Recorded data:

++++++

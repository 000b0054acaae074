//! Progression of asynchronous operations.
//!
//! One syncer exists per (request kind × resource kind) pair; all of them
//! share the same skeleton: fetch the operation, query the remote system,
//! translate its state into an ARM provisioning state, patch the operation
//! document only when something changed, update the external resource behind
//! the active-operation-id precondition, and deliver the terminal
//! notification exactly once.

mod cluster;
mod credentials;
mod external_auth;
mod node_pool;

pub use cluster::{ClusterDeletionSyncer, ClusterOperationSyncer};
pub use credentials::{RequestCredentialSyncer, RevokeCredentialsSyncer};
pub use external_auth::ExternalAuthOperationSyncer;
pub use node_pool::{NodePoolDeletionSyncer, NodePoolOperationSyncer};

use crate::gc;
use async_trait::async_trait;
use hcp_clients::notify::{NotificationClient, NotificationPayload};
use hcp_clients::ocm::ClusterService;
use hcp_clients::store::{Docs, StoreBackend, StoreError};
use hcp_core::documents::{OperationDocument, ProvisionedResource};
use hcp_core::{CloudError, OperationKey, OperationRequest, ProvisioningState, ResourceKey};
use hcp_runtime::{BoxError, Clock, Cooldown, Syncer};
use std::sync::Arc;
use tokio_util::sync::CancellationToken;
use tracing::{debug, info};

/// Provision-error code the cluster service uses for failed in-flight
/// checks; expanded into a multi-error body.
pub(crate) const OCM_CODE_INFLIGHT_CHECKS: &str = "OCM4001";

/// The translated result of one remote status query.
#[derive(Debug, Clone, PartialEq, Eq)]
pub(crate) struct Outcome {
    pub state: ProvisioningState,
    pub error: Option<CloudError>,
}

impl Outcome {
    pub(crate) fn to(state: ProvisioningState) -> Self {
        Self { state, error: None }
    }

    pub(crate) fn failed(error: CloudError) -> Self {
        Self {
            state: ProvisioningState::Failed,
            error: Some(error),
        }
    }
}

/// Shared plumbing for the concrete operation syncers.
pub(crate) struct OperationContext {
    pub operations: Docs<OperationDocument>,
    pub notifier: Arc<dyn NotificationClient>,
    pub clock: Arc<dyn Clock>,
}

impl OperationContext {
    /// Patches the operation document to `outcome` if anything changed.
    /// Terminal states are sticky: once reached, the only further mutation
    /// is clearing the notification URI in [`Self::notify_if_pending`].
    pub(crate) async fn apply_outcome(
        &self,
        op: &OperationDocument,
        outcome: Outcome,
    ) -> Result<OperationDocument, StoreError> {
        if op.is_terminal() {
            return Ok(op.clone());
        }
        if op.state == outcome.state && op.error == outcome.error {
            return Ok(op.clone());
        }
        let now = self.clock.now();
        info!(id = %op.id, from = %op.state, to = %outcome.state, "operation state change");
        self.operations
            .patch(&op.id, move |doc| {
                if doc.state != outcome.state {
                    doc.last_transition_time = now;
                }
                doc.state = outcome.state;
                doc.error = outcome.error;
            })
            .await
    }

    /// Delivers the terminal notification, clearing the URI on acceptance so
    /// no later reconcile re-notifies. A rejected delivery leaves the URI in
    /// place and surfaces the error for the queue to retry.
    pub(crate) async fn notify_if_pending(&self, op: &OperationDocument) -> Result<(), BoxError> {
        if !op.notification_pending() {
            return Ok(());
        }
        let Some(uri) = &op.notification_uri else {
            return Ok(());
        };
        self.notifier
            .notify(uri, &NotificationPayload::for_operation(op))
            .await?;
        self.operations
            .patch(&op.id, |doc| doc.notification_uri = None)
            .await?;
        Ok(())
    }
}

/// Updates the external resource's provisioning state to match the
/// operation, guarded by the active-operation-id precondition so a stale
/// reconcile never stomps on a newer operation. Terminal states clear the
/// active-operation id.
pub(crate) async fn update_resource_state<D: ProvisionedResource>(
    docs: &Docs<D>,
    op: &OperationDocument,
) -> Result<(), StoreError> {
    let Some(resource) = docs.try_get(&op.external_id).await? else {
        return Ok(());
    };
    if resource.active_operation_id() != Some(&op.id) {
        debug!(id = %op.id, resource = %op.external_id, "not the active operation, leaving resource untouched");
        return Ok(());
    }
    if resource.provisioning_state() == op.state && !op.state.is_terminal() {
        return Ok(());
    }
    let state = op.state;
    docs.patch(&op.external_id, move |doc| {
        doc.set_provisioning_state(state);
        if state.is_terminal() {
            doc.set_active_operation_id(None);
        }
    })
    .await?;
    Ok(())
}

/// Finishes a delete operation whose remote object is gone: the resource
/// document and its non-controller descendants are removed (controller
/// records stay for the orphan sweep), then the operation is marked
/// Succeeded and the notification delivered.
pub(crate) async fn complete_deletion(
    ctx: &OperationContext,
    backend: &Arc<dyn StoreBackend>,
    op: &OperationDocument,
) -> Result<(), BoxError> {
    info!(id = %op.id, resource = %op.external_id, "remote object gone, completing deletion");
    match backend.delete(&op.external_id).await {
        Ok(()) => {}
        Err(err) if err.is_not_found() => {}
        Err(err) => return Err(err.into()),
    }
    gc::delete_descendants_matching(backend, &op.external_id, |id| !gc::is_controller_record(id))
        .await?;
    let op = ctx.apply_outcome(op, Outcome::to(ProvisioningState::Succeeded)).await?;
    ctx.notify_if_pending(&op).await
}

/// The common `ShouldProcess` shape: matching request kind and resource
/// type, and still in need of work — non-terminal, or terminal with an
/// undelivered notification.
pub(crate) fn wants(
    op: &OperationDocument,
    requests: &[OperationRequest],
    resource_type: &str,
) -> bool {
    requests.contains(&op.request)
        && op.external_id.resource_type().eq_ignore_ascii_case(resource_type)
        && (!op.is_terminal() || op.notification_pending())
}

/// One synchroniser per (request kind × resource kind) pair.
#[async_trait]
pub trait OperationSyncer: Send + Sync + 'static {
    /// Cheap predicate deciding whether this syncer progresses `op`.
    fn should_process(&self, op: &OperationDocument) -> bool;

    async fn synchronize(&self, op: &OperationDocument) -> Result<(), BoxError>;
}

/// The controller-facing syncer: routes each operation to the first
/// registered synchroniser that wants it.
pub struct OperationsSyncer {
    operations: Docs<OperationDocument>,
    syncers: Vec<Arc<dyn OperationSyncer>>,
    cooldown: Arc<dyn Cooldown<OperationKey>>,
}

impl OperationsSyncer {
    /// Wires up the full synchroniser set over one store backend and
    /// cluster service.
    #[must_use]
    pub fn new(
        backend: Arc<dyn StoreBackend>,
        cluster_service: Arc<dyn ClusterService>,
        notifier: Arc<dyn NotificationClient>,
        clock: Arc<dyn Clock>,
        cooldown: Arc<dyn Cooldown<OperationKey>>,
    ) -> Self {
        let ctx = Arc::new(OperationContext {
            operations: Docs::new(Arc::clone(&backend)),
            notifier,
            clock,
        });
        let syncers: Vec<Arc<dyn OperationSyncer>> = vec![
            Arc::new(ClusterOperationSyncer::new(
                Arc::clone(&ctx),
                Arc::clone(&backend),
                Arc::clone(&cluster_service),
            )),
            Arc::new(ClusterDeletionSyncer::new(
                Arc::clone(&ctx),
                Arc::clone(&backend),
                Arc::clone(&cluster_service),
            )),
            Arc::new(NodePoolOperationSyncer::new(
                Arc::clone(&ctx),
                Arc::clone(&backend),
                Arc::clone(&cluster_service),
            )),
            Arc::new(NodePoolDeletionSyncer::new(
                Arc::clone(&ctx),
                Arc::clone(&backend),
                Arc::clone(&cluster_service),
            )),
            Arc::new(ExternalAuthOperationSyncer::new(
                Arc::clone(&ctx),
                Arc::clone(&backend),
                Arc::clone(&cluster_service),
            )),
            Arc::new(RequestCredentialSyncer::new(
                Arc::clone(&ctx),
                Arc::clone(&backend),
                Arc::clone(&cluster_service),
            )),
            Arc::new(RevokeCredentialsSyncer::new(
                Arc::clone(&ctx),
                Arc::clone(&backend),
                cluster_service,
            )),
        ];
        Self {
            operations: Docs::new(backend),
            syncers,
            cooldown,
        }
    }
}

#[async_trait]
impl Syncer for OperationsSyncer {
    type Key = OperationKey;

    async fn sync_once(
        &self,
        _shutdown: &CancellationToken,
        key: &OperationKey,
    ) -> Result<(), BoxError> {
        let Some(op) = self.operations.try_get(&key.resource_id()).await? else {
            return Ok(());
        };
        for syncer in &self.syncers {
            if syncer.should_process(&op) {
                return syncer.synchronize(&op).await;
            }
        }
        debug!(id = %op.id, state = %op.state, "no synchroniser wants this operation");
        Ok(())
    }

    fn cooldown(&self) -> Arc<dyn Cooldown<OperationKey>> {
        Arc::clone(&self.cooldown)
    }
}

++++++

Assignment: Each line between the start of the listing above and the line containing "pub use external_auth::ExternalAuthOperationSyncer;", with both ends counted, is to be set down unchanged.

Response area:
repository 000b0054acaae074
//! Progression of asynchronous operations.
//!
//! One syncer exists per (request kind × resource kind) pair; all of them
//! share the same skeleton: fetch the operation, query the remote system,
//! translate its state into an ARM provisioning state, patch the operation
//! document only when something changed, update the external resource behind
//! the active-operation-id precondition, and deliver the terminal
//! notification exactly once.

mod cluster;
mod credentials;
mod external_auth;
mod node_pool;

pub use cluster::{ClusterDeletionSyncer, ClusterOperationSyncer};
pub use credentials::{RequestCredentialSyncer, RevokeCredentialsSyncer};
pub use external_auth::ExternalAuthOperationSyncer;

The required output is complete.